About this task » Search the records for "bool". Report every line where it occurs.

##### Provided data

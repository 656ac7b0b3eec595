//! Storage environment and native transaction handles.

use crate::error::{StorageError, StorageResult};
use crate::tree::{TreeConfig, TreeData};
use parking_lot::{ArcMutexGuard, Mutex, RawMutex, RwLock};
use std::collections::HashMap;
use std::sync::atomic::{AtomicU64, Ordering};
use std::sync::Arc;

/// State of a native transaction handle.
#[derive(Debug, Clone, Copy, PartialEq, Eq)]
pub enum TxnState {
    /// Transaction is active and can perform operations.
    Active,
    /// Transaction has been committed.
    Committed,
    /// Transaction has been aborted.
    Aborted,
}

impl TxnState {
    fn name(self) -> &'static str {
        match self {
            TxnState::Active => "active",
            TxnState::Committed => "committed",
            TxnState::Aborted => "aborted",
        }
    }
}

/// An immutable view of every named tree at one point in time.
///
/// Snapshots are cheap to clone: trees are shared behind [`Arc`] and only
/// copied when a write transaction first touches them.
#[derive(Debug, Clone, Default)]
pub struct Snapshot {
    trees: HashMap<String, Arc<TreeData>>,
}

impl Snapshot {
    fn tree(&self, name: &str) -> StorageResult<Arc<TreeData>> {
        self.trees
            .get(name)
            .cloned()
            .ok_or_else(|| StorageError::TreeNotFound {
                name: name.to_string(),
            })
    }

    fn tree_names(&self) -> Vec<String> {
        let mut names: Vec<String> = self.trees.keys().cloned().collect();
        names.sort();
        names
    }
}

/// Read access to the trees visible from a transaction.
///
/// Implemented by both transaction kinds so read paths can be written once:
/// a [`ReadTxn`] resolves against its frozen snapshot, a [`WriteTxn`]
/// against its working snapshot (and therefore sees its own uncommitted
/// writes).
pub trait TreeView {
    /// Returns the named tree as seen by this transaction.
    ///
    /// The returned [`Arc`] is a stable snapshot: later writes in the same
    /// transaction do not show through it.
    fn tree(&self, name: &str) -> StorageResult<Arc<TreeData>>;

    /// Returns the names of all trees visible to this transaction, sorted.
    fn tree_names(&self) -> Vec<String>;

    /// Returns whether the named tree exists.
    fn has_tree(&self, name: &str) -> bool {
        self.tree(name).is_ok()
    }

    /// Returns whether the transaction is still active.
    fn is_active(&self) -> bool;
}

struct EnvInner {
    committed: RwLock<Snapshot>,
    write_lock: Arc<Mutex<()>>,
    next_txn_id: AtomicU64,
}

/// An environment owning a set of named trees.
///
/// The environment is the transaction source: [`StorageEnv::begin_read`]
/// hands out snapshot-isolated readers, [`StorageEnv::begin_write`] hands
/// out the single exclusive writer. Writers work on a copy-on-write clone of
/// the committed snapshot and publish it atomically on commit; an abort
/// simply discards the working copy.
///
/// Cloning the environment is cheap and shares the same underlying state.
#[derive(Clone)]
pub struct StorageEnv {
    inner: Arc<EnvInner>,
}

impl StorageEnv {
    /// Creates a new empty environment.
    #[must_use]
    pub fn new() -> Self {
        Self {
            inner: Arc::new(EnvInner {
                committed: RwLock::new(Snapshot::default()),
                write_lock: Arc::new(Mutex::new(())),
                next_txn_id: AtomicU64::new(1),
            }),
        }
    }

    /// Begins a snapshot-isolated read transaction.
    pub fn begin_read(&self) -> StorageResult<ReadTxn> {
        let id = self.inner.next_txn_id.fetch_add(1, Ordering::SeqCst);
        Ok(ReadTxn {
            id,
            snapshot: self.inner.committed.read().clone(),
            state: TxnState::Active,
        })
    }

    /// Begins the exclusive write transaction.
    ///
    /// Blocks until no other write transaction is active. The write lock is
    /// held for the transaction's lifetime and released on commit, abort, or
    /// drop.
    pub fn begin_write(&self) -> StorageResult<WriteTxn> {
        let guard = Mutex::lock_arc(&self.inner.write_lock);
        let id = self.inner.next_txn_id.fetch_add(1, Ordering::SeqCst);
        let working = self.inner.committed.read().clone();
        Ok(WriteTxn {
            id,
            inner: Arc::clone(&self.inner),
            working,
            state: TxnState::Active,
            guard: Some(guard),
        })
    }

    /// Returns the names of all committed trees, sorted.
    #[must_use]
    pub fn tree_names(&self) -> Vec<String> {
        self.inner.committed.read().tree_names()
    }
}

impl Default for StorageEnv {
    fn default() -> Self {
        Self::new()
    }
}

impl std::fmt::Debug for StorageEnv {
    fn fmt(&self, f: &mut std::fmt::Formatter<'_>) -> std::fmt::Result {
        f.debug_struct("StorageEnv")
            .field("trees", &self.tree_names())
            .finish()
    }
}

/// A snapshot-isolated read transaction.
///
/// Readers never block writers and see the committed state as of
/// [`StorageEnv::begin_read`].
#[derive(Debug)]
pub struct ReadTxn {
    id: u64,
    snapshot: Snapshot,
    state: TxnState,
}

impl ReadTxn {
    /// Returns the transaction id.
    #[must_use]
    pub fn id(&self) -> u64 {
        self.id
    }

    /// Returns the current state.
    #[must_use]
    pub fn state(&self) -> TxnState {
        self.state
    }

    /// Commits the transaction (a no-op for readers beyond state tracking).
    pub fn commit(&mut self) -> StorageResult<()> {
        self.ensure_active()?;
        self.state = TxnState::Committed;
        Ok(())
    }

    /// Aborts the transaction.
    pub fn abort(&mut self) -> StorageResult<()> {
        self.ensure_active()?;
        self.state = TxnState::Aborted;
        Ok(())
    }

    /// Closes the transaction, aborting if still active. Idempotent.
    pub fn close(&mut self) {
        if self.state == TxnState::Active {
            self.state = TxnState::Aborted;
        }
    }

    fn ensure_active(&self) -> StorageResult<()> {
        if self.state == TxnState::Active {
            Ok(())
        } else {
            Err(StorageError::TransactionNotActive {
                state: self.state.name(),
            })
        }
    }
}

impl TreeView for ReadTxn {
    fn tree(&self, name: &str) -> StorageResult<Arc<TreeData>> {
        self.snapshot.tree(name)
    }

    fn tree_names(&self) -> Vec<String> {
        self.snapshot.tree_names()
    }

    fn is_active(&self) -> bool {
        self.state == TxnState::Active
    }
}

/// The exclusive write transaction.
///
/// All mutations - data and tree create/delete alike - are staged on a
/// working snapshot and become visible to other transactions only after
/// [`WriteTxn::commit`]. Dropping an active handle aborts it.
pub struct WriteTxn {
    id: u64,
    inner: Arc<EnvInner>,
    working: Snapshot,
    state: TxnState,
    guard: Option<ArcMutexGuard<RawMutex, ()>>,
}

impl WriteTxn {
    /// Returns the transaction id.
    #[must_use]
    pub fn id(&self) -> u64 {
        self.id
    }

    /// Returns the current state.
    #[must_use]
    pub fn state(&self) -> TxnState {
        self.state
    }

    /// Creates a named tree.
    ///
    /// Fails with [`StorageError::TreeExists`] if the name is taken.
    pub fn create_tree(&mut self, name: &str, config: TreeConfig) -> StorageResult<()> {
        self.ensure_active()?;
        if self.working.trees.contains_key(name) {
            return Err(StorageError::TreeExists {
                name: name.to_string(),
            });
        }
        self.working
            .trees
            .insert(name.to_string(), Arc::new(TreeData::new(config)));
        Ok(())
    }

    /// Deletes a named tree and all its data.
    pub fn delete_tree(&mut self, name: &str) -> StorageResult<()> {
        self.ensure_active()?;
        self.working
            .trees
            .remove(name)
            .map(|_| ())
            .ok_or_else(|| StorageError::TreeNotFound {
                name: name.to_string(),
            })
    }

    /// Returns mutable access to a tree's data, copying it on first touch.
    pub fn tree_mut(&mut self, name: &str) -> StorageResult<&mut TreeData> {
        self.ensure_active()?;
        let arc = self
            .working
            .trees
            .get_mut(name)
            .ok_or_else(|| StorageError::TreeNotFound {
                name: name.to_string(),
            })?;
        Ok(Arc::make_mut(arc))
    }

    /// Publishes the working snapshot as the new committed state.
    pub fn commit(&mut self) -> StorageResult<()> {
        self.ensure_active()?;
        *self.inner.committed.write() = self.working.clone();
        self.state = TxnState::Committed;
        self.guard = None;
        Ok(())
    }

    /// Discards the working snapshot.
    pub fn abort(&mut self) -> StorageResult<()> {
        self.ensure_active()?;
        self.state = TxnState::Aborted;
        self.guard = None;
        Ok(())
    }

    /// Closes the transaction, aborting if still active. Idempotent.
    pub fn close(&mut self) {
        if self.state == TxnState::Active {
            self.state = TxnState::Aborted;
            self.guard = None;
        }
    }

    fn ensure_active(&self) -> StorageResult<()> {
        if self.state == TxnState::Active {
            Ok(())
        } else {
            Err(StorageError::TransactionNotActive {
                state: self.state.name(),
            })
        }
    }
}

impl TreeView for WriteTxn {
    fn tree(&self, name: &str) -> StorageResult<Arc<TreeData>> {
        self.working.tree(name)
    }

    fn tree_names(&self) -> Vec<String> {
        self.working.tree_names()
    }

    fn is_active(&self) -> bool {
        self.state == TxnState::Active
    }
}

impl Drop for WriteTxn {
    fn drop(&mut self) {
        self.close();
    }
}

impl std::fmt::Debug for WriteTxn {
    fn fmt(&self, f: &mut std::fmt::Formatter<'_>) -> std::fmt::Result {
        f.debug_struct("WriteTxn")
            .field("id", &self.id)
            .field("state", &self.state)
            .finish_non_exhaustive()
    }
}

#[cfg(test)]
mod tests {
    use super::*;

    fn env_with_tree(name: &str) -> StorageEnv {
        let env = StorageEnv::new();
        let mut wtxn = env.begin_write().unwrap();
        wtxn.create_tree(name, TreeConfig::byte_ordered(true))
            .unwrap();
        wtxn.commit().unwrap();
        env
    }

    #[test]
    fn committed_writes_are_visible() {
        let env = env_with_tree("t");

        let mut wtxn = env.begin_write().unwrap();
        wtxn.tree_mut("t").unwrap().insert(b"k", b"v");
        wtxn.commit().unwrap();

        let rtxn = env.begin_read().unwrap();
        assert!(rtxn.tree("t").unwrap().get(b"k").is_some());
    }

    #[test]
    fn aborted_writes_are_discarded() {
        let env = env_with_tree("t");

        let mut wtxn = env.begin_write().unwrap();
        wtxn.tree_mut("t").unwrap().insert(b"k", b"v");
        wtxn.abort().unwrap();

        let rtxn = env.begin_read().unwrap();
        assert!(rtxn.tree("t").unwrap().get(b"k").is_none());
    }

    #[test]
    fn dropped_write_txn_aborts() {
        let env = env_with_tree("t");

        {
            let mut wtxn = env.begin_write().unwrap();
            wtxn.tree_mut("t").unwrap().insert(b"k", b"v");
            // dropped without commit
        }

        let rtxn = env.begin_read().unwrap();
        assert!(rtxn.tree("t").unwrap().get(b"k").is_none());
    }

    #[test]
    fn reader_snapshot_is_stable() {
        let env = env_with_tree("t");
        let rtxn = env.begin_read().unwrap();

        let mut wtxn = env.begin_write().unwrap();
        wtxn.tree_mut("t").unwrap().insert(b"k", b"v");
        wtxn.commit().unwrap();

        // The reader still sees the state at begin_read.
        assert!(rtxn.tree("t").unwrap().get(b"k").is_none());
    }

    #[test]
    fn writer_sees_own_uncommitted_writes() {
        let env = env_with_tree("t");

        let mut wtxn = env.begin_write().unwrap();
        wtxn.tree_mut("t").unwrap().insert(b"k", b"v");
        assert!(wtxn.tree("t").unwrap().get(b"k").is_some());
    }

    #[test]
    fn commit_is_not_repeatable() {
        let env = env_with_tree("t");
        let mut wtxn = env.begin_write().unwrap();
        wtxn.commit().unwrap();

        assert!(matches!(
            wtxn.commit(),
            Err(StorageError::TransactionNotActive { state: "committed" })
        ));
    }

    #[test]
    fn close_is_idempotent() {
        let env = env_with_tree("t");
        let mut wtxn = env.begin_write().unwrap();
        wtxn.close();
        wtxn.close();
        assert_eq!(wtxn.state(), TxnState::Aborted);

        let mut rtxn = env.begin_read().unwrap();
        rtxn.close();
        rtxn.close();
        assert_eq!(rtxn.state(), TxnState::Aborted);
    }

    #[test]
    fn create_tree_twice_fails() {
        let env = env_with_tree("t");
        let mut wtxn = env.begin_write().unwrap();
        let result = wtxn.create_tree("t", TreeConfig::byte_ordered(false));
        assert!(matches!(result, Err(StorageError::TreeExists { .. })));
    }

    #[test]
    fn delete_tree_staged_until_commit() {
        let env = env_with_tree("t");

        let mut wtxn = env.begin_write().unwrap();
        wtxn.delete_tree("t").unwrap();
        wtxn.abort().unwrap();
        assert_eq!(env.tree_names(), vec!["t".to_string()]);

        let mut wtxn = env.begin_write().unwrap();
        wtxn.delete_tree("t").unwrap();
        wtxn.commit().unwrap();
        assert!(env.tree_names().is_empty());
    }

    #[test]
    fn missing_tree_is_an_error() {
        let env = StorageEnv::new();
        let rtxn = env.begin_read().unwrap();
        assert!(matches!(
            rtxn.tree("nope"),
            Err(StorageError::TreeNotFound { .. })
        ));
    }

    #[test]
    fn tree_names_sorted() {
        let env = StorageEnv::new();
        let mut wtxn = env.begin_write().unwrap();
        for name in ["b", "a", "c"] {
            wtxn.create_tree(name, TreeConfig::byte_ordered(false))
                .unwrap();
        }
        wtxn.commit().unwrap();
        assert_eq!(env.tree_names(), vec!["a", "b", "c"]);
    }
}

##########

Exercise answer »
    fn has_tree(&self, name: &str) -> bool {
    fn is_active(&self) -> bool;
    fn is_active(&self) -> bool {
    fn is_active(&self) -> bool {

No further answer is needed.